Dataset records:
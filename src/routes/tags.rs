use actix_web::{HttpResponse, Responder, get, post, web};
use actix_web_flash_messages::{FlashMessage, IncomingFlashMessages};
use tera::Tera;

use crate::forms::tags::TagForm;
use crate::repository::DieselRepository;
use crate::routes::{base_context, not_found, redirect, render_template};
use crate::services::ServiceError;
use crate::services::tags::{
    TagFormPage, create_tag, load_edit_tag_form, load_tag, load_tags, modify_tag, new_tag_form,
    remove_tag,
};

fn render_form(
    tera: &Tera,
    flash_messages: &IncomingFlashMessages,
    page: &TagFormPage,
) -> HttpResponse {
    let mut context = base_context(flash_messages, "etiquetas");
    context.insert("form", &page.form);
    context.insert("errors", &page.errors);
    context.insert("tag", &page.tag);
    context.insert(
        "accion",
        if page.tag.is_some() { "Editar" } else { "Crear" },
    );
    render_template(tera, "etiquetas/formulario.html", &context)
}

#[get("/etiquetas")]
pub async fn show_tags(
    repo: web::Data<DieselRepository>,
    flash_messages: IncomingFlashMessages,
    tera: web::Data<Tera>,
) -> impl Responder {
    match load_tags(repo.get_ref()) {
        Ok(tags) => {
            let mut context = base_context(&flash_messages, "etiquetas");
            context.insert("tags", &tags);
            render_template(&tera, "etiquetas/lista.html", &context)
        }
        Err(err) => {
            log::error!("Failed to list tags: {err}");
            HttpResponse::InternalServerError().finish()
        }
    }
}

#[get("/etiquetas/crear")]
pub async fn new_tag(flash_messages: IncomingFlashMessages, tera: web::Data<Tera>) -> impl Responder {
    render_form(&tera, &flash_messages, &new_tag_form())
}

#[post("/etiquetas/crear")]
pub async fn add_tag(
    repo: web::Data<DieselRepository>,
    flash_messages: IncomingFlashMessages,
    tera: web::Data<Tera>,
    web::Form(form): web::Form<TagForm>,
) -> impl Responder {
    match create_tag(repo.get_ref(), &form) {
        Ok(tag) => {
            FlashMessage::success(format!("Etiqueta «{}» creada.", tag.name)).send();
            redirect("/etiquetas")
        }
        Err(ServiceError::Form(errors)) => render_form(
            &tera,
            &flash_messages,
            &TagFormPage::rejected(form, errors, None),
        ),
        Err(err) => {
            log::error!("Failed to create tag: {err}");
            HttpResponse::InternalServerError().finish()
        }
    }
}

#[get("/etiquetas/{tag_id:\\d+}/editar")]
pub async fn edit_tag_form(
    path: web::Path<i32>,
    repo: web::Data<DieselRepository>,
    flash_messages: IncomingFlashMessages,
    tera: web::Data<Tera>,
) -> impl Responder {
    let tag_id = path.into_inner();

    match load_edit_tag_form(repo.get_ref(), tag_id) {
        Ok(page) => render_form(&tera, &flash_messages, &page),
        Err(ServiceError::NotFound) => not_found(&tera),
        Err(err) => {
            log::error!("Failed to load tag {tag_id}: {err}");
            HttpResponse::InternalServerError().finish()
        }
    }
}

#[post("/etiquetas/{tag_id:\\d+}/editar")]
pub async fn edit_tag(
    path: web::Path<i32>,
    repo: web::Data<DieselRepository>,
    flash_messages: IncomingFlashMessages,
    tera: web::Data<Tera>,
    web::Form(form): web::Form<TagForm>,
) -> impl Responder {
    let tag_id = path.into_inner();

    match modify_tag(repo.get_ref(), tag_id, &form) {
        Ok(tag) => {
            FlashMessage::success(format!("Etiqueta «{}» actualizada.", tag.name)).send();
            redirect("/etiquetas")
        }
        Err(ServiceError::Form(errors)) => match load_tag(repo.get_ref(), tag_id) {
            Ok(tag) => render_form(
                &tera,
                &flash_messages,
                &TagFormPage::rejected(form, errors, Some(tag)),
            ),
            Err(ServiceError::NotFound) => not_found(&tera),
            Err(err) => {
                log::error!("Failed to reload tag {tag_id}: {err}");
                HttpResponse::InternalServerError().finish()
            }
        },
        Err(ServiceError::NotFound) => not_found(&tera),
        Err(err) => {
            log::error!("Failed to modify tag {tag_id}: {err}");
            HttpResponse::InternalServerError().finish()
        }
    }
}

#[get("/etiquetas/{tag_id:\\d+}/eliminar")]
pub async fn delete_tag_confirmation(
    path: web::Path<i32>,
    repo: web::Data<DieselRepository>,
    flash_messages: IncomingFlashMessages,
    tera: web::Data<Tera>,
) -> impl Responder {
    let tag_id = path.into_inner();

    match load_tag(repo.get_ref(), tag_id) {
        Ok(tag) => {
            let mut context = base_context(&flash_messages, "etiquetas");
            context.insert("tag", &tag);
            render_template(&tera, "etiquetas/eliminar.html", &context)
        }
        Err(ServiceError::NotFound) => not_found(&tera),
        Err(err) => {
            log::error!("Failed to load tag {tag_id}: {err}");
            HttpResponse::InternalServerError().finish()
        }
    }
}

#[post("/etiquetas/{tag_id:\\d+}/eliminar")]
pub async fn delete_tag(
    path: web::Path<i32>,
    repo: web::Data<DieselRepository>,
    tera: web::Data<Tera>,
) -> impl Responder {
    let tag_id = path.into_inner();

    match remove_tag(repo.get_ref(), tag_id) {
        Ok(()) => {
            FlashMessage::success("Etiqueta eliminada.").send();
            redirect("/etiquetas")
        }
        Err(ServiceError::NotFound) => not_found(&tera),
        Err(err) => {
            log::error!("Failed to delete tag {tag_id}: {err}");
            HttpResponse::InternalServerError().finish()
        }
    }
}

• [Assignment]:
If a line in the entries above holds "insert", include it in the count; report nothing but the resulting number.

• [Response below]:
6